**REQUIRED WORK**
Report all lines below with the word "INSERT".

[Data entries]
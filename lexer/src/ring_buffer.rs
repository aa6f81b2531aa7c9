/// The lookahead window has no free slot left.
#[derive(Debug, PartialEq, Eq)]
pub struct BufferFull;

/// Fixed lookahead window of a source: chars peeked but not yet
/// consumed, oldest first. Peeking appends at the back,
/// consuming pops from the front.
///
/// Appending needs `SIZE > 0`; a zero-sized window is always empty.
#[derive(Debug)]
pub struct RingBuffer<const SIZE: usize, T> {
    buffer: [T; SIZE],
    start: usize,
    length: usize,
}

impl<const SIZE: usize, T: Copy> RingBuffer<SIZE, T> {
    /// Empty window, `filler` only occupies the unused slots.
    pub fn init(filler: T) -> Self {
        Self {
            buffer: [filler; SIZE],
            start: 0,
            length: 0,
        }
    }

    /// Push a freshly peeked item behind the others.
    pub fn append(&mut self, item: T) -> Result<(), BufferFull> {
        if self.length == SIZE {
            return Err(BufferFull);
        }
        let idx = (self.start + self.length) % SIZE;
        self.buffer[idx] = item;
        self.length += 1;
        Ok(())
    }

    /// Hand out the oldest peeked item.
    pub fn pop(&mut self) -> Option<T> {
        if self.length == 0 {
            return None;
        }
        let item = self.buffer[self.start];
        self.length -= 1;
        self.start = (self.start + 1) % SIZE;
        Some(item)
    }

    /// Item `index` positions after the oldest one.
    pub fn get(&self, index: usize) -> Option<T> {
        if index >= self.length {
            return None;
        }
        Some(self.buffer[(self.start + index) % SIZE])
    }

    /// number of peeked items waiting to be consumed
    pub fn len(&self) -> usize {
        self.length
    }

    pub fn is_empty(&self) -> bool {
        self.length == 0
    }
}

#[test]
fn test_ring_append_then_pop_in_order() {
    const SIZE: usize = 16;
    let mut buffer: RingBuffer<SIZE, char> = RingBuffer::init('\0');

    for c in "abcdefghijklmnop".chars() {
        assert_eq!(buffer.append(c), Ok(()));
    }
    assert_eq!(buffer.len(), SIZE);
    assert_eq!(buffer.get(0), Some('a'));
    assert_eq!(buffer.get(15), Some('p'));
    assert_eq!(buffer.get(16), None);

    let drained: String = std::iter::from_fn(|| buffer.pop()).collect();
    assert_eq!(drained, "abcdefghijklmnop");
    assert!(buffer.is_empty());
}

#[test]
fn test_ring_wraps_around() {
    let mut buffer: RingBuffer<4, char> = RingBuffer::init('\0');
    for c in "abc".chars() {
        let _ = buffer.append(c);
    }
    // free two slots at the front, then write past the physical end
    assert_eq!(buffer.pop(), Some('a'));
    assert_eq!(buffer.pop(), Some('b'));
    for c in "def".chars() {
        assert_eq!(buffer.append(c), Ok(()));
    }
    assert_eq!(buffer.len(), 4);
    assert_eq!(buffer.get(0), Some('c'));
    assert_eq!(buffer.get(3), Some('f'));
}

#[test]
fn test_overfilling() {
    let mut buffer: RingBuffer<2, char> = RingBuffer::init('\0');
    assert_eq!(buffer.append('x'), Ok(()));
    assert_eq!(buffer.append('y'), Ok(()));
    assert_eq!(buffer.append('z'), Err(BufferFull));
    assert_eq!(buffer.get(1), Some('y'));
}
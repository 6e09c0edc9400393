use std::env;
use std::path::PathBuf;

use traffic_app::ReportParams;

#[derive(Debug, Default)]
pub struct CliArgs {
    pub config: Option<PathBuf>,
    pub report: ReportParams,
    pub no_ingest: bool,
}

pub fn parse_args() -> Result<CliArgs, String> {
    parse_from(env::args().skip(1))
}

fn parse_from<I>(args: I) -> Result<CliArgs, String>
where
    I: IntoIterator<Item = String>,
{
    let mut args = args.into_iter();
    let mut parsed = CliArgs::default();

    while let Some(arg) = args.next() {
        match arg.as_str() {
            "--config" => {
                let value = next_value(&mut args, "--config")?;
                parsed.config = Some(PathBuf::from(value));
            }
            "--month" => {
                parsed.report.month = Some(next_value(&mut args, "--month")?);
            }
            "--day" => {
                parsed.report.day = Some(next_value(&mut args, "--day")?);
            }
            "--top" => {
                let value = next_value(&mut args, "--top")?;
                let top = value
                    .parse::<usize>()
                    .map_err(|_| format!("invalid top value: {value}"))?;
                parsed.report.top = Some(top);
            }
            "--no-ingest" => {
                parsed.no_ingest = true;
            }
            "--help" | "-h" => {
                print_help();
                std::process::exit(0);
            }
            _ => {
                return Err(format!("unknown argument: {arg}"));
            }
        }
    }

    Ok(parsed)
}

fn next_value(args: &mut impl Iterator<Item = String>, flag: &str) -> Result<String, String> {
    args.next()
        .ok_or_else(|| format!("missing value for {flag}"))
}

pub fn print_help() {
    println!(
        "Traffic Parser\n\n\
Usage:\n  traffic-parser [--config <path>] [--month YYYY-MM] [--day YYYY-MM-DD] [--top <n>] [--no-ingest]\n\n\
Options:\n  --config <path>   Read settings from this file instead of the default location\n  --month <YYYY-MM> Print the rollup for a month\n  --day <date>      Print the aggregate for a single day\n  --top <n>         Number of entries in ranked lists (default 10)\n  --no-ingest       Skip reading logs and only print reports\n  -h, --help        Show this help message\n"
    );
}
mod accumulate;
mod paths;
mod pipeline;
mod source;
mod types;

pub use accumulate::{Accumulator, Window};
pub use paths::{LOG_PATHS_ENV, default_log_paths, expand_log_paths};
pub use pipeline::{
    ChangeSink, IngestOptions, day_of, day_start, ingest_logs, ingest_source, start_for_cursor,
};
pub use source::{LogSource, SourceStats, StartAt, parse_log_line};
pub use types::{IngestError, IngestIssue, IngestStats, MalformedLines, Result};
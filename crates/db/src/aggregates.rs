use chrono::{NaiveDate, SecondsFormat, Utc};
use rusqlite::{OptionalExtension, params};
use traffic_core::{Cursor, DayAggregate};

use crate::Db;
use crate::error::Result;
use crate::store::{AggregateStore, CursorStore};

const DAY_KEY_FORMAT: &str = "%Y-%m-%d";

fn day_key(date: NaiveDate) -> String {
    date.format(DAY_KEY_FORMAT).to_string()
}

fn now_rfc3339() -> String {
    Utc::now().to_rfc3339_opts(SecondsFormat::Millis, true)
}

impl AggregateStore for Db {
    fn load_day(&self, date: NaiveDate) -> Result<DayAggregate> {
        let data: Option<String> = self
            .conn
            .query_row(
                "SELECT data FROM day_aggregate WHERE day = ?1",
                params![day_key(date)],
                |row| row.get(0),
            )
            .optional()?;
        match data {
            Some(data) => Ok(serde_json::from_str(&data)?),
            None => Ok(DayAggregate::default()),
        }
    }

    fn save_day(&mut self, date: NaiveDate, aggregate: &DayAggregate) -> Result<()> {
        let data = serde_json::to_string(aggregate)?;
        self.conn.execute(
            r#"
            INSERT INTO day_aggregate (day, data, updated_at)
            VALUES (?1, ?2, ?3)
            ON CONFLICT(day) DO UPDATE SET
              data = excluded.data,
              updated_at = excluded.updated_at
            "#,
            params![day_key(date), data, now_rfc3339()],
        )?;
        tracing::debug!(%date, hits = aggregate.total_hits(), "saved day aggregate");
        Ok(())
    }
}

impl CursorStore for Db {
    fn load_cursor(&self) -> Result<Cursor> {
        let cursor = self
            .conn
            .query_row(
                "SELECT last_timestamp, records_at_last_timestamp FROM ingest_cursor WHERE id = 1",
                [],
                |row| Ok(Cursor::with_ties(row.get(0)?, row.get::<_, i64>(1)? as u64)),
            )
            .optional()?;
        Ok(cursor.unwrap_or_default())
    }

    fn save_cursor(&mut self, cursor: &Cursor) -> Result<()> {
        self.conn.execute(
            r#"
            INSERT INTO ingest_cursor (id, last_timestamp, records_at_last_timestamp, updated_at)
            VALUES (1, ?1, ?2, ?3)
            ON CONFLICT(id) DO UPDATE SET
              last_timestamp = excluded.last_timestamp,
              records_at_last_timestamp = excluded.records_at_last_timestamp,
              updated_at = excluded.updated_at
            "#,
            params![
                cursor.last_timestamp,
                cursor.records_at_last_timestamp as i64,
                now_rfc3339()
            ],
        )?;
        Ok(())
    }
}
use std::path::Path;

use chrono::NaiveDate;
use serde::{Deserialize, Serialize};
use traffic_core::{Cursor, DayAggregate};

use crate::Db;
use crate::error::Result;
use crate::json_store::JsonStore;

pub const SQLITE_FILE_NAME: &str = "traffic.sqlite";

/// Durable per-day aggregate persistence.
pub trait AggregateStore {
    /// Returns the zero aggregate when nothing was stored for `date`.
    fn load_day(&self, date: NaiveDate) -> Result<DayAggregate>;

    /// Overwrites whatever was stored for `date`. Callers fuse first.
    fn save_day(&mut self, date: NaiveDate, aggregate: &DayAggregate) -> Result<()>;

    /// Loads every day in `from..=to`, in date order.
    fn load_days(&self, from: NaiveDate, to: NaiveDate) -> Result<Vec<(NaiveDate, DayAggregate)>> {
        from.iter_days()
            .take_while(|date| *date <= to)
            .map(|date| Ok((date, self.load_day(date)?)))
            .collect()
    }
}

/// Persistence for the ingest watermark.
pub trait CursorStore {
    fn load_cursor(&self) -> Result<Cursor>;
    fn save_cursor(&mut self, cursor: &Cursor) -> Result<()>;
}

pub trait TrafficStore: AggregateStore + CursorStore {}

impl<T> TrafficStore for T where T: AggregateStore + CursorStore + ?Sized {}

#[derive(Debug, Clone, Copy, Default, PartialEq, Eq, Serialize, Deserialize)]
#[serde(rename_all = "lowercase")]
pub enum StorageBackend {
    #[default]
    Json,
    Sqlite,
}

/// Opens the configured backend rooted at `data_dir`.
pub fn open_store(backend: StorageBackend, data_dir: &Path) -> Result<Box<dyn TrafficStore>> {
    match backend {
        StorageBackend::Json => Ok(Box::new(JsonStore::new(data_dir))),
        StorageBackend::Sqlite => {
            std::fs::create_dir_all(data_dir)
                .map_err(|err| crate::DbError::io(data_dir, err))?;
            let mut db = Db::open(data_dir.join(SQLITE_FILE_NAME))?;
            db.migrate()?;
            Ok(Box::new(db))
        }
    }
}
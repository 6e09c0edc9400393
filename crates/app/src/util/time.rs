use chrono::{Datelike, Months, NaiveDate};

use crate::error::{AppError, Result};

/// Parses `YYYY-MM`.
pub fn parse_month(value: &str) -> Result<(i32, u32)> {
    let first = NaiveDate::parse_from_str(&format!("{}-01", value.trim()), "%Y-%m-%d")
        .map_err(|err| AppError::InvalidInput(format!("invalid month {}: {}", value, err)))?;
    Ok((first.year(), first.month()))
}

/// Parses `YYYY-MM-DD`.
pub fn parse_day(value: &str) -> Result<NaiveDate> {
    NaiveDate::parse_from_str(value.trim(), "%Y-%m-%d")
        .map_err(|err| AppError::InvalidInput(format!("invalid date {}: {}", value, err)))
}

/// First and last day of a month, with the last day capped at `today`.
pub fn month_bounds(year: i32, month: u32, today: NaiveDate) -> Result<(NaiveDate, NaiveDate)> {
    let first = NaiveDate::from_ymd_opt(year, month, 1)
        .ok_or_else(|| AppError::InvalidInput(format!("invalid month {}-{}", year, month)))?;
    if first > today {
        return Err(AppError::InvalidInput(format!(
            "month {}-{:02} has not started yet",
            year, month
        )));
    }
    let last = first
        .checked_add_months(Months::new(1))
        .and_then(|next| next.pred_opt())
        .ok_or_else(|| AppError::InvalidInput(format!("invalid month {}-{}", year, month)))?;
    Ok((first, last.min(today)))
}
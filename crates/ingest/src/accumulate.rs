use std::iter::Peekable;

use traffic_core::{Classifier, DayAggregate, LogRecord};

use crate::types::Result;

/// Counters folded from one time window of the log.
#[derive(Debug, Clone, Default, PartialEq)]
pub struct Window {
    pub aggregate: DayAggregate,
    /// Timestamp of the last consumed record, `None` for an empty window.
    pub last_timestamp: Option<f64>,
    /// Consumed records whose timestamp equals `last_timestamp`.
    pub records_at_last_timestamp: u64,
    pub records: u64,
}

pub struct Accumulator {
    classifier: Classifier,
}

impl Accumulator {
    pub fn new(classifier: Classifier) -> Self {
        Self { classifier }
    }

    pub fn fold_record(&self, aggregate: &mut DayAggregate, record: &LogRecord) {
        let classification = self.classifier.classify(record);
        aggregate.category_mut(classification.category).record(
            record.status,
            &classification.path_shape,
            record.duration,
            classification.is_page,
        );
        aggregate.record_user_agent(record.user_agent());
    }

    /// Consumes records with `ts < end_exclusive`.
    ///
    /// The first record at or past the end stays in `records` for the next
    /// window. A source error ends the window and is returned as is.
    pub fn accumulate<I>(&self, records: &mut Peekable<I>, end_exclusive: f64) -> Result<Window>
    where
        I: Iterator<Item = Result<LogRecord>>,
    {
        let mut window = Window::default();
        loop {
            match records.peek() {
                None => break,
                Some(Ok(record)) if record.ts >= end_exclusive => break,
                Some(_) => {}
            }
            let record = match records.next() {
                Some(Ok(record)) => record,
                Some(Err(err)) => return Err(err),
                None => break,
            };
            self.fold_record(&mut window.aggregate, &record);
            if window.last_timestamp == Some(record.ts) {
                window.records_at_last_timestamp += 1;
            } else {
                window.last_timestamp = Some(record.ts);
                window.records_at_last_timestamp = 1;
            }
            window.records += 1;
        }
        Ok(window)
    }
}

impl Default for Accumulator {
    fn default() -> Self {
        Self::new(Classifier::default())
    }
}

**RESULT FOR THIS TASK**
            INSERT INTO day_aggregate (day, data, updated_at)
            INSERT INTO ingest_cursor (id, last_timestamp, records_at_last_timestamp, updated_at)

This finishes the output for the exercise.